How to complete this task — All of the data is to be set down again without alteration.

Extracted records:
BEGIN

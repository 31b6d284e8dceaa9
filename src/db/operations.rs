use async_trait::async_trait;
use log::{debug, info};
use sqlx::postgres::{PgConnectOptions, PgConnection, Postgres};
use sqlx::{Connection, QueryBuilder};
use std::str::FromStr;

use crate::args::Credentials;
use crate::config::Settings;
use crate::db::models::{DeploymentId, ProcedureResultRow, RemoteCallResult, WorkflowFile};
use crate::db::{Connector, DeployerApi};
use crate::errors::{DeployerError, DeployerResult};

/// SQL text for the objects of the deployer API
///
/// Names come from validated [`Settings`], so splicing them is safe.
#[derive(Debug, Clone)]
pub struct ApiStatements {
    schema: String,
    staging_table: String,
}

impl ApiStatements {
    pub fn new(schema: impl Into<String>, staging_table: impl Into<String>) -> Self {
        Self {
            schema: schema.into(),
            staging_table: staging_table.into(),
        }
    }

    pub fn purge(&self) -> String {
        format!(
            "SELECT code_result, text_message FROM {}.purge_workflow_file()",
            self.schema
        )
    }

    pub fn deployment_id(&self) -> String {
        format!("SELECT {}.get_id_deployment()", self.schema)
    }

    /// Statement head for the multi-row insert, values are appended per batch
    pub fn insert_files(&self) -> String {
        format!(
            "INSERT INTO {} (id_deployment, name_workflow_file, text_workflow, dtime_inserted, user_inserted) ",
            self.staging_table
        )
    }

    pub fn convert(&self) -> String {
        format!(
            "SELECT code_result, text_message FROM {}.convert_workflow_file2xmltype($1)",
            self.schema
        )
    }

    pub fn validate(&self) -> String {
        format!(
            "SELECT code_result, text_message FROM {}.validate_workflow($1)",
            self.schema
        )
    }

    pub fn deploy(&self) -> String {
        format!(
            "SELECT code_result, text_message FROM {}.deploy_workflow($1, $2)",
            self.schema
        )
    }
}

/// Opens PostgreSQL connections for a deployment run
pub struct PgConnector {
    statements: ApiStatements,
    application_name: String,
    batch_size: usize,
}

impl PgConnector {
    /// Fails on settings that [`Settings::validate`] rejects
    pub fn new(settings: &Settings) -> DeployerResult<Self> {
        settings.validate()?;
        Ok(Self {
            statements: ApiStatements::new(&settings.api_schema, &settings.staging_table),
            application_name: settings.application_name.clone(),
            batch_size: settings.insert_batch_size,
        })
    }
}

#[async_trait]
impl Connector for PgConnector {
    type Api = PgDeployerApi;

    async fn connect(&self, credentials: &Credentials) -> DeployerResult<PgDeployerApi> {
        let options = PgConnectOptions::from_str(&credentials.connection_url)
            .map_err(|e| {
                DeployerError::Connection(format!(
                    "invalid connection string {}: {}",
                    credentials.display_url(),
                    e
                ))
            })?
            .username(&credentials.user_name)
            .password(&credentials.password)
            .application_name(&self.application_name);

        let mut conn = PgConnection::connect_with(&options).await.map_err(|e| {
            DeployerError::Connection(format!("{}: {}", credentials.display_url(), e))
        })?;

        let database = sqlx::query_scalar::<_, String>("SELECT current_database()::text")
            .fetch_one(&mut conn)
            .await
            .map_err(|e| DeployerError::Connection(e.to_string()))?;

        info!(
            "Connected to the database {} using URL {}.",
            database,
            credentials.display_url()
        );

        Ok(PgDeployerApi {
            conn,
            statements: self.statements.clone(),
            batch_size: self.batch_size,
        })
    }
}

/// Deployer API over one PostgreSQL connection
pub struct PgDeployerApi {
    conn: PgConnection,
    statements: ApiStatements,
    batch_size: usize,
}

impl PgDeployerApi {
    async fn call_status(&mut self, sql: &str) -> DeployerResult<RemoteCallResult> {
        let row = sqlx::query_as::<_, ProcedureResultRow>(sql)
            .fetch_one(&mut self.conn)
            .await?;
        Ok(row.into())
    }

    async fn call_status_for(
        &mut self,
        sql: &str,
        deployment: DeploymentId,
    ) -> DeployerResult<RemoteCallResult> {
        let row = sqlx::query_as::<_, ProcedureResultRow>(sql)
            .bind(deployment)
            .fetch_one(&mut self.conn)
            .await?;
        Ok(row.into())
    }
}

#[async_trait]
impl DeployerApi for PgDeployerApi {
    async fn purge_workflow_files(&mut self) -> DeployerResult<RemoteCallResult> {
        let sql = self.statements.purge();
        self.call_status(&sql).await
    }

    async fn next_deployment_id(&mut self) -> DeployerResult<DeploymentId> {
        let id = sqlx::query_scalar::<_, Option<DeploymentId>>(&self.statements.deployment_id())
            .fetch_one(&mut self.conn)
            .await?;

        id.ok_or_else(|| DeployerError::Protocol("get_id_deployment returned NULL".to_string()))
    }

    async fn insert_workflow_files(
        &mut self,
        deployment: DeploymentId,
        files: &[WorkflowFile],
        user_name: &str,
    ) -> DeployerResult<u64> {
        let head = self.statements.insert_files();
        let mut tx = self.conn.begin().await?;
        let mut inserted = 0;

        for batch in files.chunks(self.batch_size) {
            let mut builder: QueryBuilder<Postgres> = QueryBuilder::new(head.as_str());
            builder.push_values(batch, |mut row, file| {
                row.push_bind(deployment)
                    .push_bind(file.name.as_str())
                    .push_bind(file.text.as_str())
                    .push("now()")
                    .push_bind(user_name);
            });

            let result = builder.build().execute(&mut *tx).await?;
            debug!("Inserted batch of {} workflow files", result.rows_affected());
            inserted += result.rows_affected();
        }

        tx.commit().await?;
        Ok(inserted)
    }

    async fn convert_workflow_files(
        &mut self,
        deployment: DeploymentId,
    ) -> DeployerResult<RemoteCallResult> {
        let sql = self.statements.convert();
        self.call_status_for(&sql, deployment).await
    }

    async fn validate_workflow(
        &mut self,
        deployment: DeploymentId,
    ) -> DeployerResult<RemoteCallResult> {
        let sql = self.statements.validate();
        self.call_status_for(&sql, deployment).await
    }

    async fn deploy_workflow(
        &mut self,
        deployment: DeploymentId,
        description: &str,
    ) -> DeployerResult<RemoteCallResult> {
        let row = sqlx::query_as::<_, ProcedureResultRow>(&self.statements.deploy())
            .bind(deployment)
            .bind(description)
            .fetch_one(&mut self.conn)
            .await?;
        Ok(row.into())
    }

    async fn close(self) -> DeployerResult<()> {
        self.conn.close().await?;
        Ok(())
    }
}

END

Problem solution —
repository 31b6d284e8dceaa9
filename src/db/operations.rs
use async_trait::async_trait;
use log::{debug, info};
use sqlx::postgres::{PgConnectOptions, PgConnection, Postgres};
use sqlx::{Connection, QueryBuilder};
use std::str::FromStr;

use crate::args::Credentials;
use crate::config::Settings;
use crate::db::models::{DeploymentId, ProcedureResultRow, RemoteCallResult, WorkflowFile};
use crate::db::{Connector, DeployerApi};
use crate::errors::{DeployerError, DeployerResult};

/// SQL text for the objects of the deployer API
///
/// Names come from validated [`Settings`], so splicing them is safe.
#[derive(Debug, Clone)]
pub struct ApiStatements {
    schema: String,
    staging_table: String,
}

impl ApiStatements {
    pub fn new(schema: impl Into<String>, staging_table: impl Into<String>) -> Self {
        Self {
            schema: schema.into(),
            staging_table: staging_table.into(),
        }
    }

    pub fn purge(&self) -> String {
        format!(
            "SELECT code_result, text_message FROM {}.purge_workflow_file()",
            self.schema
        )
    }

    pub fn deployment_id(&self) -> String {
        format!("SELECT {}.get_id_deployment()", self.schema)
    }

    /// Statement head for the multi-row insert, values are appended per batch
    pub fn insert_files(&self) -> String {
        format!(
            "INSERT INTO {} (id_deployment, name_workflow_file, text_workflow, dtime_inserted, user_inserted) ",
            self.staging_table
        )
    }

    pub fn convert(&self) -> String {
        format!(
            "SELECT code_result, text_message FROM {}.convert_workflow_file2xmltype($1)",
            self.schema
        )
    }

    pub fn validate(&self) -> String {
        format!(
            "SELECT code_result, text_message FROM {}.validate_workflow($1)",
            self.schema
        )
    }

    pub fn deploy(&self) -> String {
        format!(
            "SELECT code_result, text_message FROM {}.deploy_workflow($1, $2)",
            self.schema
        )
    }
}

/// Opens PostgreSQL connections for a deployment run
pub struct PgConnector {
    statements: ApiStatements,
    application_name: String,
    batch_size: usize,
}

impl PgConnector {
    /// Fails on settings that [`Settings::validate`] rejects
    pub fn new(settings: &Settings) -> DeployerResult<Self> {
        settings.validate()?;
        Ok(Self {
            statements: ApiStatements::new(&settings.api_schema, &settings.staging_table),
            application_name: settings.application_name.clone(),
            batch_size: settings.insert_batch_size,
        })
    }
}

#[async_trait]
impl Connector for PgConnector {
    type Api = PgDeployerApi;

    async fn connect(&self, credentials: &Credentials) -> DeployerResult<PgDeployerApi> {
        let options = PgConnectOptions::from_str(&credentials.connection_url)
            .map_err(|e| {
                DeployerError::Connection(format!(
                    "invalid connection string {}: {}",
                    credentials.display_url(),
                    e
                ))
            })?
            .username(&credentials.user_name)
            .password(&credentials.password)
            .application_name(&self.application_name);

        let mut conn = PgConnection::connect_with(&options).await.map_err(|e| {
            DeployerError::Connection(format!("{}: {}", credentials.display_url(), e))
        })?;

        let database = sqlx::query_scalar::<_, String>("SELECT current_database()::text")
            .fetch_one(&mut conn)
            .await
            .map_err(|e| DeployerError::Connection(e.to_string()))?;

        info!(
            "Connected to the database {} using URL {}.",
            database,
            credentials.display_url()
        );

        Ok(PgDeployerApi {
            conn,
            statements: self.statements.clone(),
            batch_size: self.batch_size,
        })
    }
}

/// Deployer API over one PostgreSQL connection
pub struct PgDeployerApi {
    conn: PgConnection,
    statements: ApiStatements,
    batch_size: usize,
}

impl PgDeployerApi {
    async fn call_status(&mut self, sql: &str) -> DeployerResult<RemoteCallResult> {
        let row = sqlx::query_as::<_, ProcedureResultRow>(sql)
            .fetch_one(&mut self.conn)
            .await?;
        Ok(row.into())
    }

    async fn call_status_for(
        &mut self,
        sql: &str,
        deployment: DeploymentId,
    ) -> DeployerResult<RemoteCallResult> {
        let row = sqlx::query_as::<_, ProcedureResultRow>(sql)
            .bind(deployment)
            .fetch_one(&mut self.conn)
            .await?;
        Ok(row.into())
    }
}

#[async_trait]
impl DeployerApi for PgDeployerApi {
    async fn purge_workflow_files(&mut self) -> DeployerResult<RemoteCallResult> {
        let sql = self.statements.purge();
        self.call_status(&sql).await
    }

    async fn next_deployment_id(&mut self) -> DeployerResult<DeploymentId> {
        let id = sqlx::query_scalar::<_, Option<DeploymentId>>(&self.statements.deployment_id())
            .fetch_one(&mut self.conn)
            .await?;

        id.ok_or_else(|| DeployerError::Protocol("get_id_deployment returned NULL".to_string()))
    }

    async fn insert_workflow_files(
        &mut self,
        deployment: DeploymentId,
        files: &[WorkflowFile],
        user_name: &str,
    ) -> DeployerResult<u64> {
        let head = self.statements.insert_files();
        let mut tx = self.conn.begin().await?;
        let mut inserted = 0;

        for batch in files.chunks(self.batch_size) {
            let mut builder: QueryBuilder<Postgres> = QueryBuilder::new(head.as_str());
            builder.push_values(batch, |mut row, file| {
                row.push_bind(deployment)
                    .push_bind(file.name.as_str())
                    .push_bind(file.text.as_str())
                    .push("now()")
                    .push_bind(user_name);
            });

            let result = builder.build().execute(&mut *tx).await?;
            debug!("Inserted batch of {} workflow files", result.rows_affected());
            inserted += result.rows_affected();
        }

        tx.commit().await?;
        Ok(inserted)
    }

    async fn convert_workflow_files(
        &mut self,
        deployment: DeploymentId,
    ) -> DeployerResult<RemoteCallResult> {
        let sql = self.statements.convert();
        self.call_status_for(&sql, deployment).await
    }

    async fn validate_workflow(
        &mut self,
        deployment: DeploymentId,
    ) -> DeployerResult<RemoteCallResult> {
        let sql = self.statements.validate();
        self.call_status_for(&sql, deployment).await
    }

    async fn deploy_workflow(
        &mut self,
        deployment: DeploymentId,
        description: &str,
    ) -> DeployerResult<RemoteCallResult> {
        let row = sqlx::query_as::<_, ProcedureResultRow>(&self.statements.deploy())
            .bind(deployment)
            .bind(description)
            .fetch_one(&mut self.conn)
            .await?;
        Ok(row.into())
    }

    async fn close(self) -> DeployerResult<()> {
        self.conn.close().await?;
        Ok(())
    }
}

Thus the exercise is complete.